• [Action item] Examine each line of the data. Copy the line if it includes the word "TcpListener".

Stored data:
◆ ◆ ◆
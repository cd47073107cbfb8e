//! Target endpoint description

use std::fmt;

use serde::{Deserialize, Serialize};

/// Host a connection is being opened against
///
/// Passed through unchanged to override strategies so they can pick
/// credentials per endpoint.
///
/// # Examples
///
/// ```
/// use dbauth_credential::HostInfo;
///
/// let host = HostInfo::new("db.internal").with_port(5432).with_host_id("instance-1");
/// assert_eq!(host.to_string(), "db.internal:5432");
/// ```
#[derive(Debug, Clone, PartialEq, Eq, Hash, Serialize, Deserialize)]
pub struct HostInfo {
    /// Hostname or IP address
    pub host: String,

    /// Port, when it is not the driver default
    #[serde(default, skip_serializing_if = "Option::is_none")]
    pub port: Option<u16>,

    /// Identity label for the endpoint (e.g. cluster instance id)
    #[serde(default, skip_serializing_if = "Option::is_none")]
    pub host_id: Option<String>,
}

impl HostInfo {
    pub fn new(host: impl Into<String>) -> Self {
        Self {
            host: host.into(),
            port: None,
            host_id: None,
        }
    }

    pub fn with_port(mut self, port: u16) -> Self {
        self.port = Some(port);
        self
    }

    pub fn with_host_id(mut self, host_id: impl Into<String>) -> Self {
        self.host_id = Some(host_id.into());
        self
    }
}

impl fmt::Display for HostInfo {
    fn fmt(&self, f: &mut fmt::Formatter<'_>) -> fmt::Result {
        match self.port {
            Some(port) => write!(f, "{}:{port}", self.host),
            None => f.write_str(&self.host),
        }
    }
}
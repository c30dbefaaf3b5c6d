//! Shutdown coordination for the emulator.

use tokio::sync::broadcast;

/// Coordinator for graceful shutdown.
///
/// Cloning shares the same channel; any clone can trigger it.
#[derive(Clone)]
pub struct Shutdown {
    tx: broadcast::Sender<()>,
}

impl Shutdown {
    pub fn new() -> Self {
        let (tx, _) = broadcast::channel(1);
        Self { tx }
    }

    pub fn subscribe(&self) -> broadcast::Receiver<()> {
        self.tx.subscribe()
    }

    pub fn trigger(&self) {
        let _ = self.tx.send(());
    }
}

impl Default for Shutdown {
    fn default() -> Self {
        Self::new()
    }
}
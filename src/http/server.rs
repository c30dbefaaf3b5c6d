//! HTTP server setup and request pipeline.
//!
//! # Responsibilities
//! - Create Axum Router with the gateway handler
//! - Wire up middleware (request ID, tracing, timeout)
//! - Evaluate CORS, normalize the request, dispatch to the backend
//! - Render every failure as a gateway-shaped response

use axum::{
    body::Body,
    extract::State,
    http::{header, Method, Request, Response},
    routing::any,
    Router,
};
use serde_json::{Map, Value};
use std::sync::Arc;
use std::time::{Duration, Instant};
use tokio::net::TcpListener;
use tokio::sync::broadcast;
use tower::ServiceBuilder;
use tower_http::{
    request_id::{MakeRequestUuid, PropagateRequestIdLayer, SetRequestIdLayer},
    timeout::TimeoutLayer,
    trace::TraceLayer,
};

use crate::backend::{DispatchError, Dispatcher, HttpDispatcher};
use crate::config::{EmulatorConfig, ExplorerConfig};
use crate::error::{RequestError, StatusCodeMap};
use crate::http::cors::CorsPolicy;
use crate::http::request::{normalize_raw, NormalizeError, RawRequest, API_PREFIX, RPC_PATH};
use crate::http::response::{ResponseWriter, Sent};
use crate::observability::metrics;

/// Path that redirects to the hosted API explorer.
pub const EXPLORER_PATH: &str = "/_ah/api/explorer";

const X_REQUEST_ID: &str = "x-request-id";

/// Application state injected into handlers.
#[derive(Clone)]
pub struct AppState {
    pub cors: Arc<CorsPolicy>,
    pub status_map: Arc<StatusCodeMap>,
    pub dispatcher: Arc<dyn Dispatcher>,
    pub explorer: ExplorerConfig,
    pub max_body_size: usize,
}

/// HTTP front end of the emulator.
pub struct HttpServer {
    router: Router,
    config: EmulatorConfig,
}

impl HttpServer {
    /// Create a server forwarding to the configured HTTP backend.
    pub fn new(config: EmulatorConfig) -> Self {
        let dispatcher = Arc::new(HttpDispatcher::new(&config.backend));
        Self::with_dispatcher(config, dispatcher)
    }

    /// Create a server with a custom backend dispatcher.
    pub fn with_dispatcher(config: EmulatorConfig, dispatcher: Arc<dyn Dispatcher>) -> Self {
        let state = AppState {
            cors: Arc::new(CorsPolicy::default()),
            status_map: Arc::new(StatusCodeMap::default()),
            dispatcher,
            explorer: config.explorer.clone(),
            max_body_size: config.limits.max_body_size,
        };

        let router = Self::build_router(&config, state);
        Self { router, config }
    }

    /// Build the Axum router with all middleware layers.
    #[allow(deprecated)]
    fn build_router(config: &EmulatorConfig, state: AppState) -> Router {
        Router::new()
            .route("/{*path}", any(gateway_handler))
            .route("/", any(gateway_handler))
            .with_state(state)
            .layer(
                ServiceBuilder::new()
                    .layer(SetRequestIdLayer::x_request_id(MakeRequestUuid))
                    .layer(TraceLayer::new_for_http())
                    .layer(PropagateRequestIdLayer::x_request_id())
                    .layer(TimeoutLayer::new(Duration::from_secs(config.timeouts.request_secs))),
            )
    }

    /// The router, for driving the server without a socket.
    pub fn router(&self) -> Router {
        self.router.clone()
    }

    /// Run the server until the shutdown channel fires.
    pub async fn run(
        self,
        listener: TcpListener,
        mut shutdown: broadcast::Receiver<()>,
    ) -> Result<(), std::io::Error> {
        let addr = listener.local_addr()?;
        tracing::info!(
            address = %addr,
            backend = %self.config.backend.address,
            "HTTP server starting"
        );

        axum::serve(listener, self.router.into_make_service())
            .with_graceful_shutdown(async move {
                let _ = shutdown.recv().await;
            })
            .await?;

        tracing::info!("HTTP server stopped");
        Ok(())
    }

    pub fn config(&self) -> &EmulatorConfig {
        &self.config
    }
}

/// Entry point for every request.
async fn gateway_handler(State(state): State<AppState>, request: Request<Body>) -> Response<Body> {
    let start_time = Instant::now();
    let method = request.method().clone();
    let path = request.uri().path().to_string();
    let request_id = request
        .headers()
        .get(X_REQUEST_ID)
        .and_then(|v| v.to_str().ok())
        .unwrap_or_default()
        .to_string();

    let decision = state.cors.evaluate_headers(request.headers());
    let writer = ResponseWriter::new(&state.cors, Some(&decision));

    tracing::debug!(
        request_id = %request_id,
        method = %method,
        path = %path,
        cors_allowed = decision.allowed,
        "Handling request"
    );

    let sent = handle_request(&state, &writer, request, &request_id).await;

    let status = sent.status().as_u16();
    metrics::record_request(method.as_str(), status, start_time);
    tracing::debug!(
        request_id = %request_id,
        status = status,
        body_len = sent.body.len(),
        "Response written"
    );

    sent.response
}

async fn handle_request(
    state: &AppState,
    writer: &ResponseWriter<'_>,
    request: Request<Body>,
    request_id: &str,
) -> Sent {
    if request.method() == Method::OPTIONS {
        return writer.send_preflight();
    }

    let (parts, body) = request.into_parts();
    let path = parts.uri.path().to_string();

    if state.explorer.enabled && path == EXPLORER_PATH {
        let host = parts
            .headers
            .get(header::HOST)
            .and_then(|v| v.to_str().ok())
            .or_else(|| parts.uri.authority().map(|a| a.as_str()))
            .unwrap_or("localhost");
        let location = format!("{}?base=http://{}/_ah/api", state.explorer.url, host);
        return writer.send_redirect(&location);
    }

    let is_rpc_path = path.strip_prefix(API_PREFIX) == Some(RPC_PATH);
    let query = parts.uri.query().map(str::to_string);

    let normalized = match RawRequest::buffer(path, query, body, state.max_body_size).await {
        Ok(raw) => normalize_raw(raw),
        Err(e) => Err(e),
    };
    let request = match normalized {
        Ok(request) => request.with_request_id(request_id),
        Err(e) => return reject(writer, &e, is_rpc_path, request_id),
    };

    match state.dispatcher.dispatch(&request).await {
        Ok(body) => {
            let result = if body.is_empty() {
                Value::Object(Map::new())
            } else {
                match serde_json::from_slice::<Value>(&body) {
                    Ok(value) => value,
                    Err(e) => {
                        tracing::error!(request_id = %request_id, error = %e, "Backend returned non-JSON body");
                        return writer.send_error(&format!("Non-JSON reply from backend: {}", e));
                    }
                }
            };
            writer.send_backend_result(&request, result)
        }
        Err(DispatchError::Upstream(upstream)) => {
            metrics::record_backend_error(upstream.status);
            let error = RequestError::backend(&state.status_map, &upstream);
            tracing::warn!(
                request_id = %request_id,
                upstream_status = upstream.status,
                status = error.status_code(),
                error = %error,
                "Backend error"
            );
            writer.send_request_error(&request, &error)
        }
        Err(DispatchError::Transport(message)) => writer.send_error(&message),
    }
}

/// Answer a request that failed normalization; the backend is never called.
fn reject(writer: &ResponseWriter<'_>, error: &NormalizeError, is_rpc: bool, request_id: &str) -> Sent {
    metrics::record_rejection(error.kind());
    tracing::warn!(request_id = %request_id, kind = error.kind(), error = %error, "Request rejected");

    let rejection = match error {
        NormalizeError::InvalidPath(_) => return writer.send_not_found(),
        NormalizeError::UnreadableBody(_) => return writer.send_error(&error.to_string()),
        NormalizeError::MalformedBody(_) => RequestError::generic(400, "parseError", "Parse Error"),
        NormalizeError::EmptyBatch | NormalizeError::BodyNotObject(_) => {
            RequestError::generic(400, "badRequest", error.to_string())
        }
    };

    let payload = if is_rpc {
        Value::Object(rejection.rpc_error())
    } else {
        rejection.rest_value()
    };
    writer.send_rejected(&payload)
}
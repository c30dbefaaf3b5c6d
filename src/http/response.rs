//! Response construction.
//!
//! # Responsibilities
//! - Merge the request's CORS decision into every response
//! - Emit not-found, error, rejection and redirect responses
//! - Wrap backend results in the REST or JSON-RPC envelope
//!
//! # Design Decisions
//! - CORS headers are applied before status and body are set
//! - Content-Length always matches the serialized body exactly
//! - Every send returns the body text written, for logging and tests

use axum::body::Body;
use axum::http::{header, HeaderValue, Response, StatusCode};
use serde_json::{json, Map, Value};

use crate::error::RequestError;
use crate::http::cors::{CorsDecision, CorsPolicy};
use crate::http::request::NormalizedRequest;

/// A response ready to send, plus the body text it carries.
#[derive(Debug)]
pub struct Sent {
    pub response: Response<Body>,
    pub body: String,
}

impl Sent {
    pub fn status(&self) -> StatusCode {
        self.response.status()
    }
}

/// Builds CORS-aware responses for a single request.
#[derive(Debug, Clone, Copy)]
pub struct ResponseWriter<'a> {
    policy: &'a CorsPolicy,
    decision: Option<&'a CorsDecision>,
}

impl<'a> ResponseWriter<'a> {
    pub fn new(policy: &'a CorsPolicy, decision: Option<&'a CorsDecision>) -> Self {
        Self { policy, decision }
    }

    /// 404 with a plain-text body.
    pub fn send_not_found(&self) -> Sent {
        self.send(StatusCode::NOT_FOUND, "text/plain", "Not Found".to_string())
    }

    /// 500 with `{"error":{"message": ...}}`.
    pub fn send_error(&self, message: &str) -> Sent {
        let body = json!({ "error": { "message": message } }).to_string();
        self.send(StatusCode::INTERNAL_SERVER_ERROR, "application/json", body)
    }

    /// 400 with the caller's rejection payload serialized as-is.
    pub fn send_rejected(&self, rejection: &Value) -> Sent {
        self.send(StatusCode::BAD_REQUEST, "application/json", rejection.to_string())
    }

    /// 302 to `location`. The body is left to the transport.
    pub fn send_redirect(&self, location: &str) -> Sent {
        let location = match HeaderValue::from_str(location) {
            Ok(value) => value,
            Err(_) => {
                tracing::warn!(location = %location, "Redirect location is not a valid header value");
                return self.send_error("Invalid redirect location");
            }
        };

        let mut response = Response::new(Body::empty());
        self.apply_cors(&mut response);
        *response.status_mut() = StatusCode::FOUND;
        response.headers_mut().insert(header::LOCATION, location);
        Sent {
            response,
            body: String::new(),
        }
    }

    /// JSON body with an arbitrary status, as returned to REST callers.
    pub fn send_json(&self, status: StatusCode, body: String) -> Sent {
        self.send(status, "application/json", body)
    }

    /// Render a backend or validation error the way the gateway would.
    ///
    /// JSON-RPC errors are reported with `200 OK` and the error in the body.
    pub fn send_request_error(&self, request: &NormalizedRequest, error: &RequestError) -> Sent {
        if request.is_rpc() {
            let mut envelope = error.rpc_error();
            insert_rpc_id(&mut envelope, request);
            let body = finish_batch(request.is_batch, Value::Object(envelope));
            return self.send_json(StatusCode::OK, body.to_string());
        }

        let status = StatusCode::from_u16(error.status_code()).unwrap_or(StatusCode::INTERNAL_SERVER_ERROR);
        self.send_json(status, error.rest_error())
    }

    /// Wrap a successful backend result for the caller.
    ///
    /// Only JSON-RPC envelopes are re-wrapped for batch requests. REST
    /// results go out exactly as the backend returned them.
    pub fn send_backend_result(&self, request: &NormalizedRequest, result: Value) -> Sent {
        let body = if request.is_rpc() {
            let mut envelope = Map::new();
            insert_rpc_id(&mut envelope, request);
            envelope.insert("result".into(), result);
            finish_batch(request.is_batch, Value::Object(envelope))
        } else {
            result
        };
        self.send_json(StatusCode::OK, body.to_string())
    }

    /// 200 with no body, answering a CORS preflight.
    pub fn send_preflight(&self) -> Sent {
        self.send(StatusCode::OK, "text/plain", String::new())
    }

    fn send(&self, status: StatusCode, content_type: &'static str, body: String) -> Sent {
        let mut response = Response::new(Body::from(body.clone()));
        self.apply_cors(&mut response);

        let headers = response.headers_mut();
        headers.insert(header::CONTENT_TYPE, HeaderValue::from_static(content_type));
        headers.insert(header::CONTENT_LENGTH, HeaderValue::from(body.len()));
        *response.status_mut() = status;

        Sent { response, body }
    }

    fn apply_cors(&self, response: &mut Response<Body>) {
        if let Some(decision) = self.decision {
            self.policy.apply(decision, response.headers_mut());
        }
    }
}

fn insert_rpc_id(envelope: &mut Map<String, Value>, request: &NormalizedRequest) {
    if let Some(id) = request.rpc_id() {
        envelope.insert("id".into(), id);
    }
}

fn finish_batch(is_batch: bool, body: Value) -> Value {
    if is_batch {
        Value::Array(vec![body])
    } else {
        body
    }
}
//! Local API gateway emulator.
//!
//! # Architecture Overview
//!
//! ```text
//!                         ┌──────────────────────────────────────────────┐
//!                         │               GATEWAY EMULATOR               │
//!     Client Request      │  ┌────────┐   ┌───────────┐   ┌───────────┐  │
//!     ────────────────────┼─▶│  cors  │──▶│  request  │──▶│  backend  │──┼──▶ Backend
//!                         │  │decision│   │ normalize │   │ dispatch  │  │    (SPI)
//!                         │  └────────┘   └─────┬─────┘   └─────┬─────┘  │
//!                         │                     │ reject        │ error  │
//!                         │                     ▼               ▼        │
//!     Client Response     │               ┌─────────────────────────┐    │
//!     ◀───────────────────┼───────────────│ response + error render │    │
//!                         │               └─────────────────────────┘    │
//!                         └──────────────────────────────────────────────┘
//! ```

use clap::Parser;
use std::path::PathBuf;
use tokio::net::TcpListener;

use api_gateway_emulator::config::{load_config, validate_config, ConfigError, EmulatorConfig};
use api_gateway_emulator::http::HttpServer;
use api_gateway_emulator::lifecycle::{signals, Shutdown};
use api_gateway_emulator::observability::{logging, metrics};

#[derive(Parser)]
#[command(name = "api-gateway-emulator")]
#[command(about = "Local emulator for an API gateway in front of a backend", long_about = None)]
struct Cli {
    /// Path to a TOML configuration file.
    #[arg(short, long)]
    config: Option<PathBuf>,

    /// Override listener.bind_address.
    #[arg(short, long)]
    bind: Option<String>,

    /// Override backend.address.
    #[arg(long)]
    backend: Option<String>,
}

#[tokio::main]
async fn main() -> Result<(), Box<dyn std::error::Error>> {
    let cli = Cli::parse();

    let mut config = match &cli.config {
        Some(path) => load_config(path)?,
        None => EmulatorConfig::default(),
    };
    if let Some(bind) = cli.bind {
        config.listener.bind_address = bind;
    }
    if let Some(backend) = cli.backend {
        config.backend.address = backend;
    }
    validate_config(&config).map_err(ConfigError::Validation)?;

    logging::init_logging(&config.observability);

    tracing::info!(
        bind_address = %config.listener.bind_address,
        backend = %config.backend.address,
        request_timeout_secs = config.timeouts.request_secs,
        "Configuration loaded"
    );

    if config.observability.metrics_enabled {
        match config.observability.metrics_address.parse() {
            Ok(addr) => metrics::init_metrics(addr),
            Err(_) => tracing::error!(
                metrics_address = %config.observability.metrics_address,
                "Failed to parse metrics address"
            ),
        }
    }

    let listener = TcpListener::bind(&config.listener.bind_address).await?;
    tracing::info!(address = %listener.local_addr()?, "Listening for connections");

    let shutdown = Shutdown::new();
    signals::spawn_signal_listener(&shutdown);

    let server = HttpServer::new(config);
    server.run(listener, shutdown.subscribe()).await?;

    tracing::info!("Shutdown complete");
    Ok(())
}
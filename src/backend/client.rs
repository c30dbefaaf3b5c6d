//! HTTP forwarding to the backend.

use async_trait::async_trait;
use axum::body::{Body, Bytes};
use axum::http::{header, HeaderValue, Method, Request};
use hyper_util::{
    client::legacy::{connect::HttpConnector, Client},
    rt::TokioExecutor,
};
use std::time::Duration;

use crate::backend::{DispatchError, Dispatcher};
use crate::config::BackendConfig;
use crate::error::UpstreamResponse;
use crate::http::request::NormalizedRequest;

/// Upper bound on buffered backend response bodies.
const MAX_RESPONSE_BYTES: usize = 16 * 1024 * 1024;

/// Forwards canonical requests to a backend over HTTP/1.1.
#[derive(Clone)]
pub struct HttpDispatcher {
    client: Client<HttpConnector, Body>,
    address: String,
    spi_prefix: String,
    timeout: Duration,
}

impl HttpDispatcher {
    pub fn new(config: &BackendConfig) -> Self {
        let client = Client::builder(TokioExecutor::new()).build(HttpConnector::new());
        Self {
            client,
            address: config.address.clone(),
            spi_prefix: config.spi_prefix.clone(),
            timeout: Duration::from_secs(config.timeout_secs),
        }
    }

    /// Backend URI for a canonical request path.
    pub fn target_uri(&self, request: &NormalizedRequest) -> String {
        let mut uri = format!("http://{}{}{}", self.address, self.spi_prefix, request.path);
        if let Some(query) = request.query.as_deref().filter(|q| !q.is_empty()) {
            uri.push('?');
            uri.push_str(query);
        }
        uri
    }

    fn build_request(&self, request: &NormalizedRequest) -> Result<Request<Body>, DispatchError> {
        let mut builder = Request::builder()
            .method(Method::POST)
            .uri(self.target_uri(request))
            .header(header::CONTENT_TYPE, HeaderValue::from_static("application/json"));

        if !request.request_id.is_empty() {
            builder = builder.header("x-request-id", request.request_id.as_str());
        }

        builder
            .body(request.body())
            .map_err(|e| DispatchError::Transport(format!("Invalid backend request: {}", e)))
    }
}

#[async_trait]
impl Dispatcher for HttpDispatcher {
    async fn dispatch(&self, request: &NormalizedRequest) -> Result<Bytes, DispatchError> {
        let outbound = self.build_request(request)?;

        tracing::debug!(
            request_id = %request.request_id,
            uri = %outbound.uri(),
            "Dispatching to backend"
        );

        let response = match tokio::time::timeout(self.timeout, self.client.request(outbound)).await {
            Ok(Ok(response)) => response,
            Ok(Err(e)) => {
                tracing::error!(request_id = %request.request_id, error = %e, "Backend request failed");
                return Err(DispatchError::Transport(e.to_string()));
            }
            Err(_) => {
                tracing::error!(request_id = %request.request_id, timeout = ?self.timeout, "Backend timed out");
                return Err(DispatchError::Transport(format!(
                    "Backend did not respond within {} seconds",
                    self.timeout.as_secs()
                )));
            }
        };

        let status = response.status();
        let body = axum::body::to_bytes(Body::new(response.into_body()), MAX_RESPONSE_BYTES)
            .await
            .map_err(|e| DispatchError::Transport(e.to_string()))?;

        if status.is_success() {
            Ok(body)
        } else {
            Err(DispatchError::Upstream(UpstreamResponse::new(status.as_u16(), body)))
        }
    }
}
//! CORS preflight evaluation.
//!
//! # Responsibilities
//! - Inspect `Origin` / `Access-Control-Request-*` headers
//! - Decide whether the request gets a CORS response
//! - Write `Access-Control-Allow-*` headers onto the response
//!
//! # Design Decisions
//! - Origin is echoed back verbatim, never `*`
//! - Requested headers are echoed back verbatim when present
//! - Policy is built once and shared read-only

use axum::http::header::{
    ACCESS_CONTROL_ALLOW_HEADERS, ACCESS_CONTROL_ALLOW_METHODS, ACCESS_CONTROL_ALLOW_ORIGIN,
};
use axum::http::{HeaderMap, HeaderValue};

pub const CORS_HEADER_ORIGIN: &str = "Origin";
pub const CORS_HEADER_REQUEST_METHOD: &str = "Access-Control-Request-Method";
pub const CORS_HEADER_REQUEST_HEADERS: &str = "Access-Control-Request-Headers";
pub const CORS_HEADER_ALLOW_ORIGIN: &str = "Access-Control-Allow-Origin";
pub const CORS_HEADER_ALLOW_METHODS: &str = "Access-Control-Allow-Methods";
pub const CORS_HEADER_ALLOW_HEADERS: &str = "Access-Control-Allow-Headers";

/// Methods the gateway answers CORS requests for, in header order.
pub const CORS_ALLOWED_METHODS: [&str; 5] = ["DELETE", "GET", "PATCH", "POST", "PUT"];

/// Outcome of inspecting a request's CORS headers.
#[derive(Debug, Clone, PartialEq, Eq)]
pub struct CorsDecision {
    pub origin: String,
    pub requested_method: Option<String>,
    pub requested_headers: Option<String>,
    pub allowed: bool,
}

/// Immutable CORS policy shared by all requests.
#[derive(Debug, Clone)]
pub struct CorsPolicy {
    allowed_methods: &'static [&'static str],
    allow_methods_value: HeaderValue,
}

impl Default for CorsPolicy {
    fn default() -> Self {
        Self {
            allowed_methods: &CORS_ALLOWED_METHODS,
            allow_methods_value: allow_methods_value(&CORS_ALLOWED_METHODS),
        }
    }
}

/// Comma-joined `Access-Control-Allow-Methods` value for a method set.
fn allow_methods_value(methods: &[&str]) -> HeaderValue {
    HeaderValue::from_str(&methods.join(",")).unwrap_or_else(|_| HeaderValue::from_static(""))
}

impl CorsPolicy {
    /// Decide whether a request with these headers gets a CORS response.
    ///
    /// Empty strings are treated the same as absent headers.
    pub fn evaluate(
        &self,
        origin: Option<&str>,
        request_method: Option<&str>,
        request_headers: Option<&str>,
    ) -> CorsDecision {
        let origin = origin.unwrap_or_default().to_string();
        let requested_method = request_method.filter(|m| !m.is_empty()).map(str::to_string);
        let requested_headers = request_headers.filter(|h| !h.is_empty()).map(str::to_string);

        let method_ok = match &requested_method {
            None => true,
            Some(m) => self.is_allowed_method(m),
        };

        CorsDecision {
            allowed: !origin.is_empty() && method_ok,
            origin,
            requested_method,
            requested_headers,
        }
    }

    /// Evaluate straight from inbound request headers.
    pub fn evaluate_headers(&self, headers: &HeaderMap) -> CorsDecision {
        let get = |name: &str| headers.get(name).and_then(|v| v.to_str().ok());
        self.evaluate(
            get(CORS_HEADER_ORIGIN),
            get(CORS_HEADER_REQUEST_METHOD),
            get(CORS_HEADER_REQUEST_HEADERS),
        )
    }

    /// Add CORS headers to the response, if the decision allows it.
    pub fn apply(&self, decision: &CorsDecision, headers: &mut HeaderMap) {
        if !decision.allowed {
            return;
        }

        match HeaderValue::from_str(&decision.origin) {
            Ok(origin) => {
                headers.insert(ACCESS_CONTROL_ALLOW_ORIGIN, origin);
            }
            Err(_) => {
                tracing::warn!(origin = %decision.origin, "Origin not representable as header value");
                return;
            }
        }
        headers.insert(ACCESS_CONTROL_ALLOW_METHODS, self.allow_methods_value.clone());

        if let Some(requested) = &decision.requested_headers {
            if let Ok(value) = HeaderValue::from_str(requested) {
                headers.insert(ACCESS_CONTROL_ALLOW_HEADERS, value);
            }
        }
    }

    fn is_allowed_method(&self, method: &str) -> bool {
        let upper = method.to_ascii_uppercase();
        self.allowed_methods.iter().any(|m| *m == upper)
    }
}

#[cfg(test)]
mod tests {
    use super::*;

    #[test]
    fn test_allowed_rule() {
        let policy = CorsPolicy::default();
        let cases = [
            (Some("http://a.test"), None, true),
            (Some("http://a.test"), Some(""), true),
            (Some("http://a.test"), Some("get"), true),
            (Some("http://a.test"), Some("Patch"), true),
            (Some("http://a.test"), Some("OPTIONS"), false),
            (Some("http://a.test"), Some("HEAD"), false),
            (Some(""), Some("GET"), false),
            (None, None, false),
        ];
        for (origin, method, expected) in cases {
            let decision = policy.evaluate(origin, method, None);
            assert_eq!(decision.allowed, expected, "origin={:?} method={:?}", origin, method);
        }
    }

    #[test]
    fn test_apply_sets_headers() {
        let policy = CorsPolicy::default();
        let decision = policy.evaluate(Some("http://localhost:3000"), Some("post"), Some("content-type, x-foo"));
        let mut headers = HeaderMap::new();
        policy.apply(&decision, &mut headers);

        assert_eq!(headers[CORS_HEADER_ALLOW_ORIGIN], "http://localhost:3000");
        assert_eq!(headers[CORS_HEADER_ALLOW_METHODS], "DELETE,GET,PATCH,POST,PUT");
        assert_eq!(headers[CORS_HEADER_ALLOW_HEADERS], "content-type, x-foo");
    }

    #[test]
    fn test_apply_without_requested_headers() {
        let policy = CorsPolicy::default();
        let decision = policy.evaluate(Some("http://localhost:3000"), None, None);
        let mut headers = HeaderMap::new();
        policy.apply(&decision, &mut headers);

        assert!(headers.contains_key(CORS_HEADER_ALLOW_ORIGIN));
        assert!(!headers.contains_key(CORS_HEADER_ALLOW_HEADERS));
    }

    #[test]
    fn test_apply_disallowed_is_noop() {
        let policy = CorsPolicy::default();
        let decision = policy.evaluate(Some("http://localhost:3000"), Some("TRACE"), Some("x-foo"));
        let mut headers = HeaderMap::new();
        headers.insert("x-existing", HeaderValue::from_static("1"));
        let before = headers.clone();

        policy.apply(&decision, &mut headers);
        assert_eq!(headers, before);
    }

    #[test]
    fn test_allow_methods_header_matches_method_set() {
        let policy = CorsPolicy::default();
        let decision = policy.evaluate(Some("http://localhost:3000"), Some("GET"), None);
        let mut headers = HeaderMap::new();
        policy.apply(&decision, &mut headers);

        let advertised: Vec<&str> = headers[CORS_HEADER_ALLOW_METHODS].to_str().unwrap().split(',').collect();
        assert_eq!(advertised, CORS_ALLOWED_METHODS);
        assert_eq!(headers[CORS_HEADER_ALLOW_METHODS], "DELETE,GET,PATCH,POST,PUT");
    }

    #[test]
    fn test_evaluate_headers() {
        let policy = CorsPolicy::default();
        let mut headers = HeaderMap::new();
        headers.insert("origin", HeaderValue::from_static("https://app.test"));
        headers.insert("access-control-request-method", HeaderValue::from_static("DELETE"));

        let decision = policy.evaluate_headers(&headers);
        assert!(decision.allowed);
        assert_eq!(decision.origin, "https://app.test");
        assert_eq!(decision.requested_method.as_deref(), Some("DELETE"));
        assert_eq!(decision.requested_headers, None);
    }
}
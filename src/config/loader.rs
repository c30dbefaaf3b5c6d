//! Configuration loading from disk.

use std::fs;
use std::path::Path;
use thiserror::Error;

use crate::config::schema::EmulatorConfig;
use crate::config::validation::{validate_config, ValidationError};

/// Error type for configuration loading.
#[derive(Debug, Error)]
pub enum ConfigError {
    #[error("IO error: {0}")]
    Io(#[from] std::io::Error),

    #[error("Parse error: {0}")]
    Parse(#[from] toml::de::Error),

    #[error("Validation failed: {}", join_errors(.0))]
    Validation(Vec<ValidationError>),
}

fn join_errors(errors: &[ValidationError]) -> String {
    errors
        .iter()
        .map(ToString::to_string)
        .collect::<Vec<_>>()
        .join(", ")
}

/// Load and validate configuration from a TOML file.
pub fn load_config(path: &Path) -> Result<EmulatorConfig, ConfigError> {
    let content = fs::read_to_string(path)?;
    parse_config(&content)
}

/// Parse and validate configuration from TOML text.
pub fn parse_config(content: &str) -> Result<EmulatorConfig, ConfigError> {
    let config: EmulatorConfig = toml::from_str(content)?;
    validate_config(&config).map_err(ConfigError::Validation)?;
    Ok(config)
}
◆ ◆ ◆
• [Result below]
use tokio::net::TcpListener;
        listener: TcpListener,
use tokio::net::TcpListener;
    let listener = TcpListener::bind(&config.listener.bind_address).await?;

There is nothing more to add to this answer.